* _What the exercise asks_:
Taking the line that contains "assert_eq!(config.error_sample_cap, 10);" as the starting point, give again exactly every line up to and including the last line of the records below.

----

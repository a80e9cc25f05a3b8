//! Match repository implementation.

use async_trait::async_trait;
use sqlx::{types::Json, Pool, Postgres, Row};
use tracing::debug;
use uuid::Uuid;

use openpools_core::{Error, MatchRecord, MatchStore, Result};

/// PostgreSQL implementation of MatchStore.
pub struct PgMatchRepository {
    pool: Pool<Postgres>,
}

impl PgMatchRepository {
    pub fn new(pool: Pool<Postgres>) -> Self {
        Self { pool }
    }
}

#[async_trait]
impl MatchStore for PgMatchRepository {
    async fn upsert_matches(&self, records: &[MatchRecord]) -> Result<()> {
        if records.is_empty() {
            return Ok(());
        }

        let mut tx = self.pool.begin().await.map_err(Error::Database)?;

        for record in records {
            sqlx::query(
                r#"
                INSERT INTO matches (user_id, matched_user_id, compatibility_score,
                                     common_keywords, last_calculated)
                VALUES ($1, $2, $3, $4, $5)
                ON CONFLICT (user_id, matched_user_id) DO UPDATE SET
                    compatibility_score = EXCLUDED.compatibility_score,
                    common_keywords = EXCLUDED.common_keywords,
                    last_calculated = EXCLUDED.last_calculated
                "#,
            )
            .bind(record.user_id)
            .bind(record.matched_user_id)
            .bind(record.compatibility_score)
            .bind(Json(&record.common_keywords))
            .bind(record.last_calculated)
            .execute(&mut *tx)
            .await
            .map_err(Error::Database)?;
        }

        tx.commit().await.map_err(Error::Database)?;

        debug!(
            subsystem = "database",
            component = "matches",
            op = "upsert",
            result_count = records.len(),
            "Upserted match rows"
        );
        Ok(())
    }

    async fn list_for_user(&self, user_id: Uuid) -> Result<Vec<MatchRecord>> {
        let rows = sqlx::query(
            r#"
            SELECT user_id, matched_user_id, compatibility_score, common_keywords, last_calculated
            FROM matches
            WHERE user_id = $1
            ORDER BY compatibility_score DESC, matched_user_id
            "#,
        )
        .bind(user_id)
        .fetch_all(&self.pool)
        .await
        .map_err(Error::Database)?;

        rows.into_iter()
            .map(|row| {
                let Json(common_keywords): Json<Vec<String>> = row
                    .try_get("common_keywords")
                    .map_err(Error::Database)?;
                Ok(MatchRecord {
                    user_id: row.get("user_id"),
                    matched_user_id: row.get("matched_user_id"),
                    compatibility_score: row.get("compatibility_score"),
                    common_keywords,
                    last_calculated: row.get("last_calculated"),
                })
            })
            .collect()
    }
}
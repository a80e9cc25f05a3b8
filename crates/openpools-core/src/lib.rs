//! # openpools-core
//!
//! Core types, traits, and abstractions for the OpenPools matchmaking engine.
//!
//! This crate provides the foundational data structures (keywords, keyword
//! profiles, match records), the versioned category-weight table, and the
//! store/extractor traits that the other OpenPools crates depend on.

pub mod config;
pub mod defaults;
pub mod error;
pub mod logging;
pub mod models;
pub mod traits;
pub mod weights;

// Re-export commonly used types at crate root
pub use config::MatchingConfig;
pub use error::{Error, Result};
pub use models::*;
pub use traits::*;
pub use weights::{source_multiplier, CategoryWeights};
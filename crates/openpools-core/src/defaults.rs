//! Centralized default constants for OpenPools.
//!
//! All crates reference these constants instead of defining their own
//! magic numbers.

// =============================================================================
// KEYWORDS
// =============================================================================

/// Minimum keyword length (in characters) after trimming.
pub const MIN_KEYWORD_LEN: usize = 2;

/// Maximum keyword length (in characters); longer entries are dropped.
pub const MAX_KEYWORD_LEN: usize = 100;

/// Category assumed when an extracted keyword carries none.
pub const DEFAULT_CATEGORY: &str = "skills";

/// Source assumed when an extracted keyword carries none.
pub const DEFAULT_SOURCE: &str = "pdf";

/// Weight of a category missing from the weight table.
///
/// Kept as its own constant even though it equals the `companies` weight.
pub const UNCLASSIFIED_CATEGORY_WEIGHT: f64 = 0.50;

/// Version tag of the built-in category weight table.
pub const CATEGORY_WEIGHTS_VERSION: u32 = 1;

// =============================================================================
// SOURCE MULTIPLIERS
// =============================================================================

/// Multiplier for keywords extracted from a resume or PDF upload.
pub const RESUME_MULTIPLIER: f64 = 1.0;

/// Multiplier for keywords imported from LinkedIn.
pub const LINKEDIN_MULTIPLIER: f64 = 0.95;

/// Multiplier for keywords imported from GitHub.
pub const GITHUB_MULTIPLIER: f64 = 0.9;

/// Multiplier for any other source (journal entries, invites, unset).
pub const OTHER_SOURCE_MULTIPLIER: f64 = 0.8;

// =============================================================================
// SCORING
// =============================================================================

/// Upper bound of the compatibility scale.
pub const MAX_COMPATIBILITY: f64 = 100.0;

/// Points available to keyword overlap.
pub const KEYWORD_OVERLAP_POINTS: f64 = 85.0;

/// Smallest divisor for the keyword overlap share. One full-weight keyword
/// saturates the share; a lone low-weight keyword cannot.
pub const MIN_OVERLAP_MASS: f64 = 1.0;

/// Points for a shared location.
pub const LOCATION_POINTS: f64 = 6.0;

/// Points for an identical job title.
pub const JOB_TITLE_POINTS: f64 = 5.0;

/// Points for job titles sharing at least one word.
pub const JOB_TITLE_PARTIAL_POINTS: f64 = 2.5;

/// Points for a shared company.
pub const COMPANY_POINTS: f64 = 4.0;

/// Default number of matches returned per request.
pub const MATCH_LIMIT: usize = 50;

// =============================================================================
// BULK RECALCULATION
// =============================================================================

/// Maximum number of per-profile error messages kept in a bulk report.
pub const ERROR_SAMPLE_CAP: usize = 10;

// =============================================================================
// EXTRACTION
// =============================================================================

/// Default OpenAI-compatible endpoint for keyword extraction.
pub const LLM_BASE_URL: &str = "https://api.openai.com/v1";

/// Default extraction model.
pub const LLM_MODEL: &str = "gpt-4o-mini";

/// Timeout for extraction requests in seconds.
pub const LLM_TIMEOUT_SECS: u64 = 60;

/// Maximum characters of source text sent to the extractor.
pub const LLM_MAX_INPUT_CHARS: usize = 24_000;

#[cfg(test)]
mod tests {
    use super::*;

    #[test]
    fn test_source_multipliers_descending() {
        assert!(RESUME_MULTIPLIER > LINKEDIN_MULTIPLIER);
        assert!(LINKEDIN_MULTIPLIER > GITHUB_MULTIPLIER);
        assert!(GITHUB_MULTIPLIER > OTHER_SOURCE_MULTIPLIER);
    }

    #[test]
    fn test_attribute_points_below_keyword_points() {
        let attribute_max = LOCATION_POINTS + JOB_TITLE_POINTS + COMPANY_POINTS;
        assert!(attribute_max < KEYWORD_OVERLAP_POINTS);
        assert!((attribute_max + KEYWORD_OVERLAP_POINTS - MAX_COMPATIBILITY).abs() < 1e-9);
    }

    #[test]
    fn test_keyword_length_bounds() {
        assert!(MIN_KEYWORD_LEN < MAX_KEYWORD_LEN);
    }
}
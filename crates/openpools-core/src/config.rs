//! Matching configuration.
//!
//! Loaded from environment variables with fallbacks from [`crate::defaults`]:
//!
//! | Variable | Default |
//! |----------|---------|
//! | `OPENPOOLS_MATCH_LIMIT` | 50 |
//! | `OPENPOOLS_MIN_KEYWORD_LEN` | 2 |
//! | `OPENPOOLS_ERROR_SAMPLE_CAP` | 10 |
//! | `OPENPOOLS_CATEGORY_WEIGHTS_FILE` | built-in v1 table |

use std::path::PathBuf;

use serde::{Deserialize, Serialize};
use tracing::info;

use crate::defaults;
use crate::error::{Error, Result};
use crate::weights::CategoryWeights;

/// Points each compatibility factor can contribute (0-100 scale).
#[derive(Debug, Clone, Copy, PartialEq, Serialize, Deserialize)]
#[serde(default)]
pub struct ScoringWeights {
    pub keyword_overlap: f64,
    pub location: f64,
    pub job_title: f64,
    pub job_title_partial: f64,
    pub company: f64,
}

impl Default for ScoringWeights {
    fn default() -> Self {
        Self {
            keyword_overlap: defaults::KEYWORD_OVERLAP_POINTS,
            location: defaults::LOCATION_POINTS,
            job_title: defaults::JOB_TITLE_POINTS,
            job_title_partial: defaults::JOB_TITLE_PARTIAL_POINTS,
            company: defaults::COMPANY_POINTS,
        }
    }
}

impl ScoringWeights {
    /// Maximum points structured attributes can add.
    pub fn attribute_max(&self) -> f64 {
        self.location + self.job_title.max(self.job_title_partial) + self.company
    }

    /// Keyword overlap must stay the dominant factor.
    pub fn validate(&self) -> Result<()> {
        let all = [
            self.keyword_overlap,
            self.location,
            self.job_title,
            self.job_title_partial,
            self.company,
        ];
        if all.iter().any(|w| *w < 0.0 || !w.is_finite()) {
            return Err(Error::Config(
                "Scoring weights must be finite and non-negative".to_string(),
            ));
        }
        if self.attribute_max() >= self.keyword_overlap {
            return Err(Error::Config(format!(
                "Attribute points ({}) must stay below keyword overlap points ({})",
                self.attribute_max(),
                self.keyword_overlap
            )));
        }
        if self.keyword_overlap + self.attribute_max() > defaults::MAX_COMPATIBILITY {
            return Err(Error::Config(format!(
                "Scoring weights exceed the {} point scale",
                defaults::MAX_COMPATIBILITY
            )));
        }
        Ok(())
    }
}

/// Configuration shared by the ingestion, scoring, and recalculation paths.
#[derive(Debug, Clone, PartialEq, Serialize, Deserialize)]
pub struct MatchingConfig {
    pub match_limit: usize,
    pub min_keyword_len: usize,
    pub error_sample_cap: usize,
    pub category_weights: CategoryWeights,
    pub scoring: ScoringWeights,
}

impl Default for MatchingConfig {
    fn default() -> Self {
        Self {
            match_limit: defaults::MATCH_LIMIT,
            min_keyword_len: defaults::MIN_KEYWORD_LEN,
            error_sample_cap: defaults::ERROR_SAMPLE_CAP,
            category_weights: CategoryWeights::default(),
            scoring: ScoringWeights::default(),
        }
    }
}

impl MatchingConfig {
    /// Create from environment variables.
    pub fn from_env() -> Result<Self> {
        let category_weights = match std::env::var("OPENPOOLS_CATEGORY_WEIGHTS_FILE") {
            Ok(path) if !path.trim().is_empty() => {
                CategoryWeights::from_json_file(&PathBuf::from(path))?
            }
            _ => CategoryWeights::default(),
        };

        let config = Self {
            match_limit: env_parse("OPENPOOLS_MATCH_LIMIT", defaults::MATCH_LIMIT)?,
            min_keyword_len: env_parse("OPENPOOLS_MIN_KEYWORD_LEN", defaults::MIN_KEYWORD_LEN)?,
            error_sample_cap: env_parse(
                "OPENPOOLS_ERROR_SAMPLE_CAP",
                defaults::ERROR_SAMPLE_CAP,
            )?,
            category_weights,
            scoring: ScoringWeights::default(),
        };
        config.validate()?;

        info!(
            match_limit = config.match_limit,
            min_keyword_len = config.min_keyword_len,
            weights_version = config.category_weights.version,
            "Matching configuration loaded"
        );
        Ok(config)
    }

    pub fn validate(&self) -> Result<()> {
        if self.min_keyword_len == 0 {
            return Err(Error::Config(
                "Minimum keyword length must be at least 1".to_string(),
            ));
        }
        if self.min_keyword_len > defaults::MAX_KEYWORD_LEN {
            return Err(Error::Config(format!(
                "Minimum keyword length {} exceeds the maximum {}",
                self.min_keyword_len,
                defaults::MAX_KEYWORD_LEN
            )));
        }
        self.category_weights.validate()?;
        self.scoring.validate()
    }
}

fn env_parse(key: &str, default: usize) -> Result<usize> {
    match std::env::var(key) {
        Ok(raw) => raw
            .trim()
            .parse()
            .map_err(|_| Error::Config(format!("{} must be a non-negative integer", key))),
        Err(_) => Ok(default),
    }
}

#[cfg(test)]
mod tests {
    use super::*;

    #[test]
    fn test_default_config_is_valid() {
        let config = MatchingConfig::default();
        assert!(config.validate().is_ok());
        assert_eq!(config.match_limit, 50);
        assert_eq!(config.error_sample_cap, 10);
    }

    #[test]
    fn test_scoring_attribute_max() {
        let scoring = ScoringWeights::default();
        assert_eq!(scoring.attribute_max(), 15.0);
    }

    #[test]
    fn test_scoring_rejects_dominant_attributes() {
        let scoring = ScoringWeights {
            keyword_overlap: 10.0,
            location: 20.0,
            ..Default::default()
        };
        assert!(matches!(scoring.validate(), Err(Error::Config(_))));
    }

    #[test]
    fn test_scoring_rejects_negative() {
        let scoring = ScoringWeights {
            company: -1.0,
            ..Default::default()
        };
        assert!(scoring.validate().is_err());
    }

    #[test]
    fn test_zero_min_keyword_len_rejected() {
        let config = MatchingConfig {
            min_keyword_len: 0,
            ..Default::default()
        };
        assert!(config.validate().is_err());
    }

    #[test]
    fn test_scoring_partial_deserialization() {
        let scoring: ScoringWeights = serde_json::from_str(r#"{"location": 3.0}"#).unwrap();
        assert_eq!(scoring.location, 3.0);
        assert_eq!(scoring.keyword_overlap, defaults::KEYWORD_OVERLAP_POINTS);
    }
}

----

* _Written answer_:
        assert_eq!(config.error_sample_cap, 10);
    }

    #[test]
    fn test_scoring_attribute_max() {
        let scoring = ScoringWeights::default();
        assert_eq!(scoring.attribute_max(), 15.0);
    }

    #[test]
    fn test_scoring_rejects_dominant_attributes() {
        let scoring = ScoringWeights {
            keyword_overlap: 10.0,
            location: 20.0,
            ..Default::default()
        };
        assert!(matches!(scoring.validate(), Err(Error::Config(_))));
    }

    #[test]
    fn test_scoring_rejects_negative() {
        let scoring = ScoringWeights {
            company: -1.0,
            ..Default::default()
        };
        assert!(scoring.validate().is_err());
    }

    #[test]
    fn test_zero_min_keyword_len_rejected() {
        let config = MatchingConfig {
            min_keyword_len: 0,
            ..Default::default()
        };
        assert!(config.validate().is_err());
    }

    #[test]
    fn test_scoring_partial_deserialization() {
        let scoring: ScoringWeights = serde_json::from_str(r#"{"location": 3.0}"#).unwrap();
        assert_eq!(scoring.location, 3.0);
        assert_eq!(scoring.keyword_overlap, defaults::KEYWORD_OVERLAP_POINTS);
    }
}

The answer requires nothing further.